Work to complete
Below are the entries; return every line among them that holds the word "include".
= Beginning of Section =
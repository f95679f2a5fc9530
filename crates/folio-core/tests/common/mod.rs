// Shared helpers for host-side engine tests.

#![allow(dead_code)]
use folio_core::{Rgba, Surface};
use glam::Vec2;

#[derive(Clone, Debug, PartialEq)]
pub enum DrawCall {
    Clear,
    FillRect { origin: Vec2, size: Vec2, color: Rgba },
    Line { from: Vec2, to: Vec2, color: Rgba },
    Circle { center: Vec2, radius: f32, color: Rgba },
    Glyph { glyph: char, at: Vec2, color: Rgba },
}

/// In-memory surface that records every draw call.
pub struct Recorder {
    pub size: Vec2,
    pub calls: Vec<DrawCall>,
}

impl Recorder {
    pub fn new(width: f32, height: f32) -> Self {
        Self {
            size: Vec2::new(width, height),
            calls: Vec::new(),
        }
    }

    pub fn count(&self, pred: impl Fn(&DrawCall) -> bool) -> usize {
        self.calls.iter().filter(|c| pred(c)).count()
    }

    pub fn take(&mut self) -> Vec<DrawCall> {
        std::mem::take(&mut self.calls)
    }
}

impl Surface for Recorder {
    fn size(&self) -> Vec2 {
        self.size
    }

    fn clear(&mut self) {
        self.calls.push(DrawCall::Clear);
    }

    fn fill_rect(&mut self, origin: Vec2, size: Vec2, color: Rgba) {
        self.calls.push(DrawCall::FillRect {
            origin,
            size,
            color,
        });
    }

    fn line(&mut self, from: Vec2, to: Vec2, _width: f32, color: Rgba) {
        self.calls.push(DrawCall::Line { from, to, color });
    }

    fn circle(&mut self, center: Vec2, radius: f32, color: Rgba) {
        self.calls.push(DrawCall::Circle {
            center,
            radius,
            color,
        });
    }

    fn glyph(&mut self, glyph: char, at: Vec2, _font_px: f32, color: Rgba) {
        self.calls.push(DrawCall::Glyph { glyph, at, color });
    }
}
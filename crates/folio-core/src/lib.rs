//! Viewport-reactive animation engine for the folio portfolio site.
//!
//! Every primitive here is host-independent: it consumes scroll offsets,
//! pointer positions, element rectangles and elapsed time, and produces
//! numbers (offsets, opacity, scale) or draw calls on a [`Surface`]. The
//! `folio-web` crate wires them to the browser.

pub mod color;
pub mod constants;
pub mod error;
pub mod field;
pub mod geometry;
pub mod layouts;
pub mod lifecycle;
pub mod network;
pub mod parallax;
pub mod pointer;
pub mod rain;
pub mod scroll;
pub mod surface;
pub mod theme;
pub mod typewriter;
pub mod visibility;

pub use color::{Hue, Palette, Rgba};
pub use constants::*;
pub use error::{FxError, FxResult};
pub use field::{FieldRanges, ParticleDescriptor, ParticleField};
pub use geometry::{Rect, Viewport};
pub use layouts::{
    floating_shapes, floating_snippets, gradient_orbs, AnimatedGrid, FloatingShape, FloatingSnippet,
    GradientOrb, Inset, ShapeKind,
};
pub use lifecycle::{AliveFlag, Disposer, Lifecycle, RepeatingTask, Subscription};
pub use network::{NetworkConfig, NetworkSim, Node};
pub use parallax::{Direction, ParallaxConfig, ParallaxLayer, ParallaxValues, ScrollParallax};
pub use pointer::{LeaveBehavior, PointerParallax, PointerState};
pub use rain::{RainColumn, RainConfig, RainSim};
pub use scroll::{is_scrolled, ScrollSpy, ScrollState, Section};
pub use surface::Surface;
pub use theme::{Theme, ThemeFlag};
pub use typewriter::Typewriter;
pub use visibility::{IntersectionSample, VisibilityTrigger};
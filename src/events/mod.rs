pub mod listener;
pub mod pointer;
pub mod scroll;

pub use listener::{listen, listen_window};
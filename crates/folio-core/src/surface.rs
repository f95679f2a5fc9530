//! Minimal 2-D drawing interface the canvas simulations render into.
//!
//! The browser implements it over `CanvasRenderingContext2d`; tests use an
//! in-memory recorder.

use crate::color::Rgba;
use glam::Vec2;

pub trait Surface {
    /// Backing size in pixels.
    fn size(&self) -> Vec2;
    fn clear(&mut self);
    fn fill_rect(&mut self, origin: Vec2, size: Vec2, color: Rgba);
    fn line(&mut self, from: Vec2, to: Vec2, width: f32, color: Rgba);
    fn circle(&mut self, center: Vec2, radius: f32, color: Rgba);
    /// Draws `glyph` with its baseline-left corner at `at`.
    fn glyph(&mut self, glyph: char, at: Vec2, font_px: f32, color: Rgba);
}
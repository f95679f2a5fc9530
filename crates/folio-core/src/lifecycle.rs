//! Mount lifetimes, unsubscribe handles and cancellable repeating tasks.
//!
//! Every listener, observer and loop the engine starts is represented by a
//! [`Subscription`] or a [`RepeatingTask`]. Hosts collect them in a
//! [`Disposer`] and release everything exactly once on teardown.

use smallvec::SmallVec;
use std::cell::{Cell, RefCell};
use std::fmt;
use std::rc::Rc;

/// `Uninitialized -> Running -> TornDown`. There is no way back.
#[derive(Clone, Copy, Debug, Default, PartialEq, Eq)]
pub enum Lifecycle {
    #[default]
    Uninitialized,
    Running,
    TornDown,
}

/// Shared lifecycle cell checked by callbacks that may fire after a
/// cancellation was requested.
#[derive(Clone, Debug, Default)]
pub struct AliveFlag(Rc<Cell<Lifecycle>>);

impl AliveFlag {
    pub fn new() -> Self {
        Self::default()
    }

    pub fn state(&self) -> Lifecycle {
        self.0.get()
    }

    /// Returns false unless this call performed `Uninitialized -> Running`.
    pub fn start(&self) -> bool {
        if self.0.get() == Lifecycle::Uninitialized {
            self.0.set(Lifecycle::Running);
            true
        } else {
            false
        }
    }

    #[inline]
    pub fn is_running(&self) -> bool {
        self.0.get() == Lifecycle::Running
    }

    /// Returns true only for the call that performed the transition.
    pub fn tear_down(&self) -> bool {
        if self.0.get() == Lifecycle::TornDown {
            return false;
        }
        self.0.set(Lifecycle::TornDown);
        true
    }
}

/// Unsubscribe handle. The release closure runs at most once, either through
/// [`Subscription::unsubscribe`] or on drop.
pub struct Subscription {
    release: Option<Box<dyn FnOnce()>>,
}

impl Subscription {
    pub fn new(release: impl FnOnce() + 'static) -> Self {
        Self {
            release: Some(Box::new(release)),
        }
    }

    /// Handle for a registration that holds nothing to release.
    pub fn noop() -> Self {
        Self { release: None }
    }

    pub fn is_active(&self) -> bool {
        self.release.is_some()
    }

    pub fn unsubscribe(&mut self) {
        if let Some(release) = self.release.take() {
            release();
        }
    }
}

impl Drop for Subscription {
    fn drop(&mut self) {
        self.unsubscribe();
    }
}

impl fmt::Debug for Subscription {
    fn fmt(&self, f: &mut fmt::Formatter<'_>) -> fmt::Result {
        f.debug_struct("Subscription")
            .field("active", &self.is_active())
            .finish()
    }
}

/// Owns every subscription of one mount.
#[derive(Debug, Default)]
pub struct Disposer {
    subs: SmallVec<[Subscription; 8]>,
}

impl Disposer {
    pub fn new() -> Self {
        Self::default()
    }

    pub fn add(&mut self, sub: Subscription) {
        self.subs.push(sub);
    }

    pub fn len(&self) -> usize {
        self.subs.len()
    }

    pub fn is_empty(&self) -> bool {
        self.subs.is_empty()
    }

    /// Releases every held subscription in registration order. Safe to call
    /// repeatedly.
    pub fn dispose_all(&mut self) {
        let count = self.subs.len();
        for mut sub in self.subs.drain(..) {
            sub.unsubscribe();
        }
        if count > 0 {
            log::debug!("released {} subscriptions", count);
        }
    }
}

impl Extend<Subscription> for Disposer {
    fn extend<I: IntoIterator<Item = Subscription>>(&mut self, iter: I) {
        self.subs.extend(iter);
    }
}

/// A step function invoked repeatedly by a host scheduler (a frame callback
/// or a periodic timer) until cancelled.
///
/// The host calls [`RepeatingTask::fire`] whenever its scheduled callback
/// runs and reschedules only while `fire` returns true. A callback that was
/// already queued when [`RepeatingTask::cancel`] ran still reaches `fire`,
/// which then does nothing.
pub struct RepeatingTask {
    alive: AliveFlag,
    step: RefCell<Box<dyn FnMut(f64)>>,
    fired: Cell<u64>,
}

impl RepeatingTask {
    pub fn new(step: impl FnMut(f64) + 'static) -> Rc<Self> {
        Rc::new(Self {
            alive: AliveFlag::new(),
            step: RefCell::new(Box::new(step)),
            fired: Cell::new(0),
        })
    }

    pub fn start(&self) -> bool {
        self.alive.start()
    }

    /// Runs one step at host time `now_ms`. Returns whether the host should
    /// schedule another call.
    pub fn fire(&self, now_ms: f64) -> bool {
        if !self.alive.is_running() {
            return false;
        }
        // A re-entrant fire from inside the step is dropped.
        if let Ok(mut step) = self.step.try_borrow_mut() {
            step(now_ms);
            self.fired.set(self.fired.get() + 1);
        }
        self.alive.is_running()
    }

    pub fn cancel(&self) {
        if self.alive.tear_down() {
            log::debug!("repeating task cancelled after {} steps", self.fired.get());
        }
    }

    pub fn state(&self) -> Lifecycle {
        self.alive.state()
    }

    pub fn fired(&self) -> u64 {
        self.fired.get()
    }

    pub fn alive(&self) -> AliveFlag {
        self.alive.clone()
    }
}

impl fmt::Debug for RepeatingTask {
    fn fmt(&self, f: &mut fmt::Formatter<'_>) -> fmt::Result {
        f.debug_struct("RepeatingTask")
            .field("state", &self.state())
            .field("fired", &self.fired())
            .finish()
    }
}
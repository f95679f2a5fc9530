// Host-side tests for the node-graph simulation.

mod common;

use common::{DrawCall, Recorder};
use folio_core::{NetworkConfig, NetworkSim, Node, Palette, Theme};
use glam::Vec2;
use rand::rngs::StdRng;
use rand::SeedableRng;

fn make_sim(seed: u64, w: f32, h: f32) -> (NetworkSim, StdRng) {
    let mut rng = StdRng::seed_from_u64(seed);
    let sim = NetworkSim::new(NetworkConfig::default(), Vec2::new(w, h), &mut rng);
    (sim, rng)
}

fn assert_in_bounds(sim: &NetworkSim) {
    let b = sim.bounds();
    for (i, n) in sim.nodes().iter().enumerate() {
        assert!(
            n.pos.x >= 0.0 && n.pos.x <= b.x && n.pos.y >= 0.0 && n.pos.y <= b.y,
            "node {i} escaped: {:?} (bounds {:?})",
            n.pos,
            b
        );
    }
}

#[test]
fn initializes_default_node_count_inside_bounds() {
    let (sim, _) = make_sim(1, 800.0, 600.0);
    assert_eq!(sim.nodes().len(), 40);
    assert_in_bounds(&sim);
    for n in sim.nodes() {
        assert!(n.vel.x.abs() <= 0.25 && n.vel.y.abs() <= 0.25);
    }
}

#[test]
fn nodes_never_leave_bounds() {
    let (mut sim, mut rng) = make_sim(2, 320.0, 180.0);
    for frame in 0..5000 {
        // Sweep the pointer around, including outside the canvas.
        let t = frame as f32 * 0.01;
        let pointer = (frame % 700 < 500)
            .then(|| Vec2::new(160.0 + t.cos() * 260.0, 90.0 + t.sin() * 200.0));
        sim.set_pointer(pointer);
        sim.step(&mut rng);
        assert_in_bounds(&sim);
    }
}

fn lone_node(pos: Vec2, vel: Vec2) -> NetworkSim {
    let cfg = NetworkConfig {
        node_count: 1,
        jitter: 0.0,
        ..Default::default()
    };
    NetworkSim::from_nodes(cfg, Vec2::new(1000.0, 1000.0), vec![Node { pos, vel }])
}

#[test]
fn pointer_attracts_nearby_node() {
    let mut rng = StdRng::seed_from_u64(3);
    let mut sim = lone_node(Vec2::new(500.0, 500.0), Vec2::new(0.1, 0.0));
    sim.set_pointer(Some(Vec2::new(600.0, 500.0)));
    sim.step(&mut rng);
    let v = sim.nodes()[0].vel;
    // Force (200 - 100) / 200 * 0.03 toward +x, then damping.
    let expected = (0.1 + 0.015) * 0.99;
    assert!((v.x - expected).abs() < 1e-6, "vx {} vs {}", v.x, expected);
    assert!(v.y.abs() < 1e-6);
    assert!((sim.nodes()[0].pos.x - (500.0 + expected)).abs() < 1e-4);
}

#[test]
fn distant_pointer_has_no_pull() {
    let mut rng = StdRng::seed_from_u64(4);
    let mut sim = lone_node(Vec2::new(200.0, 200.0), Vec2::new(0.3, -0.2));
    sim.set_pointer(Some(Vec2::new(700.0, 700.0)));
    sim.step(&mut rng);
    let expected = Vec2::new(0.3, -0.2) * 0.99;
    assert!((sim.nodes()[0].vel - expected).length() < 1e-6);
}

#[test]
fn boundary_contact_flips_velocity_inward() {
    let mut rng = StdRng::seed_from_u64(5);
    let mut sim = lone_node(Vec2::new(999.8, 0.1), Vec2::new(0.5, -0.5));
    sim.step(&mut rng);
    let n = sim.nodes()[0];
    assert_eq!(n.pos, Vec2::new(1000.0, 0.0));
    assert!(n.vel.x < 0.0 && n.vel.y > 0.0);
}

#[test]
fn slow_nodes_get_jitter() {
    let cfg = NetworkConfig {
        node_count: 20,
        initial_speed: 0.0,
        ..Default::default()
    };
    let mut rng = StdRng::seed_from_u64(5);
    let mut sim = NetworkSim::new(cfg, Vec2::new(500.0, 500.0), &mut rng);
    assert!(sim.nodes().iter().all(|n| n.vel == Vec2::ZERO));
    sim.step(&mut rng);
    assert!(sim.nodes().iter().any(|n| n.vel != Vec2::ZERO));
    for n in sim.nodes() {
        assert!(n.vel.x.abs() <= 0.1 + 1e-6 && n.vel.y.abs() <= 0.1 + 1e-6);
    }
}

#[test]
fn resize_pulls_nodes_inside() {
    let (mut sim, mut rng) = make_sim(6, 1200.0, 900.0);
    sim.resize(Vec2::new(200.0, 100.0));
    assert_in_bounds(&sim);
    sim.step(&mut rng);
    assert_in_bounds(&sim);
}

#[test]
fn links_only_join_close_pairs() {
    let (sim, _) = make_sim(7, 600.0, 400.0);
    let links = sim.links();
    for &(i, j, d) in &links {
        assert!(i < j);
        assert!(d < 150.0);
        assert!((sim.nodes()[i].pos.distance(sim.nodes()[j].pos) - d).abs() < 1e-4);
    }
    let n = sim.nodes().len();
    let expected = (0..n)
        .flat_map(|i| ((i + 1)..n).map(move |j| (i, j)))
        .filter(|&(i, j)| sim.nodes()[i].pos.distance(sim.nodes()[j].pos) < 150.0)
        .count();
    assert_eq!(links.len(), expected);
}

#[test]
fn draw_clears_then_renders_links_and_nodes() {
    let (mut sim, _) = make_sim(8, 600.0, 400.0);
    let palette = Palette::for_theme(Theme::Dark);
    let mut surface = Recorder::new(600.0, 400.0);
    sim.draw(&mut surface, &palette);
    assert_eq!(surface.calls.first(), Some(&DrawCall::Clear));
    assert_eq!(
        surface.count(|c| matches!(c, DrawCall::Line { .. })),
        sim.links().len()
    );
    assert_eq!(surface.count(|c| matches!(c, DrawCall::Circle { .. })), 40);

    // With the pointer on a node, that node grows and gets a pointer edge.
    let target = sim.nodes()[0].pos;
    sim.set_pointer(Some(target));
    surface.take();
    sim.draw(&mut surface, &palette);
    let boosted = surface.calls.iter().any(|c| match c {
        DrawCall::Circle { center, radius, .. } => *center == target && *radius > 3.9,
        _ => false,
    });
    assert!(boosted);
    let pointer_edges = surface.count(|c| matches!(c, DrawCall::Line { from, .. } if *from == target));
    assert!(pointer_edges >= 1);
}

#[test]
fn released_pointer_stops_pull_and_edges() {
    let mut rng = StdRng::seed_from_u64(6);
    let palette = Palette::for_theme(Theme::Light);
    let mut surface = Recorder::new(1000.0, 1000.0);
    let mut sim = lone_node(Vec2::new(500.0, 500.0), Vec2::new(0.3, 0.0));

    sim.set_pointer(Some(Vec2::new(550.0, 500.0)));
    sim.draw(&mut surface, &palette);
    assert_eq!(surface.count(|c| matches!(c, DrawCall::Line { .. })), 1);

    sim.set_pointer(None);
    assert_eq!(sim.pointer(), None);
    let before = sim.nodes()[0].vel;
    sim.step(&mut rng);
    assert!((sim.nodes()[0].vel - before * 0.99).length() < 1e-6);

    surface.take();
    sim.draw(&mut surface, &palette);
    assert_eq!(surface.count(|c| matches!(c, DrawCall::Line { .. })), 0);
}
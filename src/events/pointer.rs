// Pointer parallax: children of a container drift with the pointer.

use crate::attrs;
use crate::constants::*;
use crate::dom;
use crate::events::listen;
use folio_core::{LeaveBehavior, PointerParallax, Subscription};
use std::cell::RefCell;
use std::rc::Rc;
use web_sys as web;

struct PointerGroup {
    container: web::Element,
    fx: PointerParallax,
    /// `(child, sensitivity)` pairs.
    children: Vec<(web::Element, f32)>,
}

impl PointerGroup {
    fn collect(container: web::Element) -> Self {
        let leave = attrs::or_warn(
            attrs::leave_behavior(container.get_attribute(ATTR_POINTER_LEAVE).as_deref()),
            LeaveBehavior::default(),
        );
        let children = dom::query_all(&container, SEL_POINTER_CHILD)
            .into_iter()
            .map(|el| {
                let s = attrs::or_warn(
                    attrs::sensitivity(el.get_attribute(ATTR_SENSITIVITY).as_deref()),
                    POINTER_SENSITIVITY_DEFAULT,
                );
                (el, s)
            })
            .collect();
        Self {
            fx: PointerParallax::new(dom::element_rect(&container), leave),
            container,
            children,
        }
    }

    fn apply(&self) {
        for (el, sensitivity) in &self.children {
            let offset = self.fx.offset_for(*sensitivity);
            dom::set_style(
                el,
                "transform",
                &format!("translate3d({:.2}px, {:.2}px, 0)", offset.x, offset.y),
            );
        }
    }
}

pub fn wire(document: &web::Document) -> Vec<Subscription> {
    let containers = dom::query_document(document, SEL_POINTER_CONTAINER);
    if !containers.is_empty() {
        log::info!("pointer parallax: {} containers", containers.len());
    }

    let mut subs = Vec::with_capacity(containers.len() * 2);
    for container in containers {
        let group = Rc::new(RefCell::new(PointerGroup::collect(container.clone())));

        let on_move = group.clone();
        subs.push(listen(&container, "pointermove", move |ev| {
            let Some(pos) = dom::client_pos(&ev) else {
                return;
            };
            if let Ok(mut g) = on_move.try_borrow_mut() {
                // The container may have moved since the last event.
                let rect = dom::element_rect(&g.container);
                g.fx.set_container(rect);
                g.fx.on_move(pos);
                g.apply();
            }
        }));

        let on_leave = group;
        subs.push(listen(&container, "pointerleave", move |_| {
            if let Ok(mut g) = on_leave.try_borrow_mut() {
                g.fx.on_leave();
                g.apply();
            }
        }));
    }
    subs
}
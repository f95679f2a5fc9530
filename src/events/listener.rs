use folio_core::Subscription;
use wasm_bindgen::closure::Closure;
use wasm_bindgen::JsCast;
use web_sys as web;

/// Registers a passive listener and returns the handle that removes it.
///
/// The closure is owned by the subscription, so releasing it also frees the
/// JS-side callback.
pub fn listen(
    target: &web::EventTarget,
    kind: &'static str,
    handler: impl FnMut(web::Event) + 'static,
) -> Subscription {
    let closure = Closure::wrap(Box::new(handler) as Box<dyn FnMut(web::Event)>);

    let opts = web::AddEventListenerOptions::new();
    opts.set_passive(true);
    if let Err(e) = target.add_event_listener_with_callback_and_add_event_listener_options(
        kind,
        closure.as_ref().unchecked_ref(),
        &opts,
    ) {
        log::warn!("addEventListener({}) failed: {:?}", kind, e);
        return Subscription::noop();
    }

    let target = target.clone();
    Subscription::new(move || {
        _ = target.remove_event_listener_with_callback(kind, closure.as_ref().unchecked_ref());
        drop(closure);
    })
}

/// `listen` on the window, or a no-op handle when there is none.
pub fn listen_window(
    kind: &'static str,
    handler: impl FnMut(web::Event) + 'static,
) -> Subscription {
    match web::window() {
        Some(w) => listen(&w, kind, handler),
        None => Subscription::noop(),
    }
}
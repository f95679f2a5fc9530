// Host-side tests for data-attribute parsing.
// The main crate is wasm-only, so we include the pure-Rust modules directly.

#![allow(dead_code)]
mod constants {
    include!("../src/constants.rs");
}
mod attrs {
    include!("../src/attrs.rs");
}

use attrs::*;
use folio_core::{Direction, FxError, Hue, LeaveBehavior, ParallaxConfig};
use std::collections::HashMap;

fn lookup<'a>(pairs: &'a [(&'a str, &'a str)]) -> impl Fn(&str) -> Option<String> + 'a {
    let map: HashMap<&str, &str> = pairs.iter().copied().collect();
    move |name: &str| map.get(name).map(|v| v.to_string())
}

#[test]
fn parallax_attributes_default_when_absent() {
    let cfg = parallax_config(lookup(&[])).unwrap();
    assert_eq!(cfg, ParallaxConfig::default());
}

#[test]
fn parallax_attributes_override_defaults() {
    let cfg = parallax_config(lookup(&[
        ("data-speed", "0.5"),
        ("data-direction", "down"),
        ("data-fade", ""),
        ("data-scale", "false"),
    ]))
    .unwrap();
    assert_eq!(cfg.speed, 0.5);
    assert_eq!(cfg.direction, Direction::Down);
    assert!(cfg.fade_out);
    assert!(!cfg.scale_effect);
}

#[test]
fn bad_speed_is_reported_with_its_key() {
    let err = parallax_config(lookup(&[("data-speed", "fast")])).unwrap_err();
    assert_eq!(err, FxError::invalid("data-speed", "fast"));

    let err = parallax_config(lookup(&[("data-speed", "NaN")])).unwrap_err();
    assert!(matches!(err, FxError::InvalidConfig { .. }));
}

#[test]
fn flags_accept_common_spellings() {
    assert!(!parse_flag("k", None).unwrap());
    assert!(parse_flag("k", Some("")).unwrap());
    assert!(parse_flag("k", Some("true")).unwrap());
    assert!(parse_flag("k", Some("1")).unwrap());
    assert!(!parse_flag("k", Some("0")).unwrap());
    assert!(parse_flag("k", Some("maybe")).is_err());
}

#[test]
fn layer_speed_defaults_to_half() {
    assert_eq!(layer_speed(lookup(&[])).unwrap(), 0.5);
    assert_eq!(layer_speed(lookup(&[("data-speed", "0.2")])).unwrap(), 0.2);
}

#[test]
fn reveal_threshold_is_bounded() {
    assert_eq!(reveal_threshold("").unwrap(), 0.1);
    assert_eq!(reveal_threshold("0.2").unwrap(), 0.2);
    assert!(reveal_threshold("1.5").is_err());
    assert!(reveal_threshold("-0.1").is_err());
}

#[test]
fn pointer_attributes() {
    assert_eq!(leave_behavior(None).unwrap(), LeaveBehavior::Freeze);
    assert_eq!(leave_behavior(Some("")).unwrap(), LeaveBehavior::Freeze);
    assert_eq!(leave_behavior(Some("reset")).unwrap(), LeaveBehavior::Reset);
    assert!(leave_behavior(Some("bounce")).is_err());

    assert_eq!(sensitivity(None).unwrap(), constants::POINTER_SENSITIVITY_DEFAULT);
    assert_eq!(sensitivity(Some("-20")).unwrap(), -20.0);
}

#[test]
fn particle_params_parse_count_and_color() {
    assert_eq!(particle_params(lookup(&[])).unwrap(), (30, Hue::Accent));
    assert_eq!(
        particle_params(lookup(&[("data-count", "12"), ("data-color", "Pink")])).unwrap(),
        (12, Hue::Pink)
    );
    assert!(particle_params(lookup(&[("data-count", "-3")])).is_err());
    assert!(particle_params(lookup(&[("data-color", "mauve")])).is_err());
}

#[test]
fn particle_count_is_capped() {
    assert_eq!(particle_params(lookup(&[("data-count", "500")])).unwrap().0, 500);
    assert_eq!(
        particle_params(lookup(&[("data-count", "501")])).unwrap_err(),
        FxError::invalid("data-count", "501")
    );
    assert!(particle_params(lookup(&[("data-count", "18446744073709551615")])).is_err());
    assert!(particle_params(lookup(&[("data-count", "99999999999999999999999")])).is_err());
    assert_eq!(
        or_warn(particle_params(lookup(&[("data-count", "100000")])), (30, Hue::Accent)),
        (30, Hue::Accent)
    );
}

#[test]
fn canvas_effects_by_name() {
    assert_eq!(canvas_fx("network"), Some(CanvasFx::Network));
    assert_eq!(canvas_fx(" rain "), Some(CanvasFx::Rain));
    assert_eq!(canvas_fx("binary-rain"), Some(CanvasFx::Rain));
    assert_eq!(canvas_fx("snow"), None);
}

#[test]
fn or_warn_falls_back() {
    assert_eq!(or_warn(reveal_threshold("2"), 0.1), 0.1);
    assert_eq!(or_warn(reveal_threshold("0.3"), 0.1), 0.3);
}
= End of Section =
Answer space
// The main crate is wasm-only, so we include the pure-Rust modules directly.
    include!("../src/constants.rs");
    include!("../src/attrs.rs");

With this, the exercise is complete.